Question

Explain the ultraviolet catastrophe. Discuss the conclusions obtained from Planck’s formula under the conditions of short and long wavelength.

Answer 1

To understand this, first you need to understand what is thermal radiation. I will give a brief intro.

Thermal radiation is the electromagnetic radiation emitted by a body as a result of its temperature.

All bodies emit such radiation to their surroundings and absorb such radiation from them.

When body is at higher temperature than the surroundings, then the rate of emission exceeds the rate of absorption. Usually, most of the radiation is emitted in frequencies outside the visible range. At thermal equilibrium rate of emission becomes equal to rate of absorbtion.

Black body radiation.-

When radiation impinges on a body, it is partly is absorbed and partly is reflected. A black body is the one that absorbs all the radiation coming on it, and therefore emits continuous emission of radiation.

Ultravoilet Catastrophe-

The ultraviolet catastrophe states that, an ideal black body at thermal equilibrium will emit radiation in all frequency ranges, emitting more energy as the frequency increases (or when wavelength decreases). By calculating the total amount of radiated energy (i.e., the sum of emissions in all frequency ranges), it can be shown that a blackbody is likely to release an arbitrarily high amount of energy.

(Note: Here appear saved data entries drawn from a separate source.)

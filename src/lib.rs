//! Contact Notes API library.
//!
//! # Architecture Overview
//!
//! ```text
//!   Client ──▶ http (request id, trace, metrics, security headers)
//!                │
//!                ├─▶ /api/v1/auth ──── security::rate_limit (auth) ──▶ api::auth
//!                │
//!                └─▶ /api/v1/contacts ─ auth::protect
//!                                       → security::rate_limit (api)
//!                                       → resilience::timeouts (deadline)
//!                                       → [notes] security::backoff
//!                                       → api::contacts / api::notes ──▶ models ──▶ PostgreSQL
//! ```

pub mod api;
pub mod auth;
pub mod config;
pub mod db;
pub mod error;
pub mod http;
pub mod lifecycle;
pub mod models;
pub mod observability;
pub mod processing;
pub mod resilience;
pub mod security;

pub use config::ApiConfig;
pub use error::{AppError, AppResult};
pub use http::HttpServer;
pub use lifecycle::Shutdown;
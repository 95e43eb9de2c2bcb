//! Service routes outside the versioned API.

use axum::{
    extract::State,
    http::{StatusCode, Uri},
    response::Response,
    Json,
};
use chrono::Utc;
use serde_json::{json, Value};

use crate::db;
use crate::http::response::failure;
use crate::http::server::AppState;

pub async fn health(State(state): State<AppState>) -> Json<Value> {
    let database = if db::check_health(&state.pool).await {
        "connected"
    } else {
        "unavailable"
    };

    Json(json!({
        "success": true,
        "message": "Service is healthy",
        "timestamp": Utc::now().to_rfc3339(),
        "database": database,
    }))
}

pub async fn root() -> Json<Value> {
    Json(json!({
        "success": true,
        "message": "Welcome to the Contact Notes API",
        "version": env!("CARGO_PKG_VERSION"),
    }))
}

pub async fn not_found(uri: Uri) -> Response {
    failure(StatusCode::NOT_FOUND, format!("Route not found: {}", uri.path()))
}
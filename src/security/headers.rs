//! Security response headers.

use axum::http::{header, HeaderName, HeaderValue};
use axum::Router;
use tower_http::set_header::SetResponseHeaderLayer;

const SECURITY_HEADERS: [(HeaderName, &str); 3] = [
    (header::X_CONTENT_TYPE_OPTIONS, "nosniff"),
    (header::X_XSS_PROTECTION, "1; mode=block"),
    (header::X_FRAME_OPTIONS, "DENY"),
];

/// Add the standard hardening headers unless a handler already set them.
pub fn with_security_headers(router: Router) -> Router {
    SECURITY_HEADERS
        .into_iter()
        .fold(router, |router, (name, value)| {
            router.layer(SetResponseHeaderLayer::if_not_present(
                name,
                HeaderValue::from_static(value),
            ))
        })
}

#[cfg(test)]
mod tests {
    use super::*;
    use axum::{body::Body, http::Request, response::IntoResponse, routing::get};
    use tower::ServiceExt;

    #[tokio::test]
    async fn test_headers_added() {
        let app = with_security_headers(Router::new().route("/", get(|| async { "ok" })));

        let response = app
            .oneshot(Request::get("/").body(Body::empty()).unwrap())
            .await
            .unwrap();

        assert_eq!(response.headers()["x-content-type-options"], "nosniff");
        assert_eq!(response.headers()["x-xss-protection"], "1; mode=block");
        assert_eq!(response.headers()["x-frame-options"], "DENY");
    }

    #[tokio::test]
    async fn test_handler_value_wins() {
        let app = with_security_headers(Router::new().route(
            "/",
            get(|| async { ([(header::X_FRAME_OPTIONS, "SAMEORIGIN")], "ok").into_response() }),
        ));

        let response = app
            .oneshot(Request::get("/").body(Body::empty()).unwrap())
            .await
            .unwrap();

        assert_eq!(response.headers()["x-frame-options"], "SAMEORIGIN");
        assert_eq!(response.headers()["x-content-type-options"], "nosniff");
    }
}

Short and long wavelengths-

At short wavelengths, the spectral radiancy(We define the spectral radiancy RT (ν) such as RT (ν) dν is the energy emitted per unit time in the frequency interval [ν, ν + dν] from a unit area of the surface at temperature T) increases and as we move toward more short wavelengths, the radiancy falls sharply(as in that range the blackbody doesn't emit radiations)

At long wavelengths, the radiancy falls of exponentially.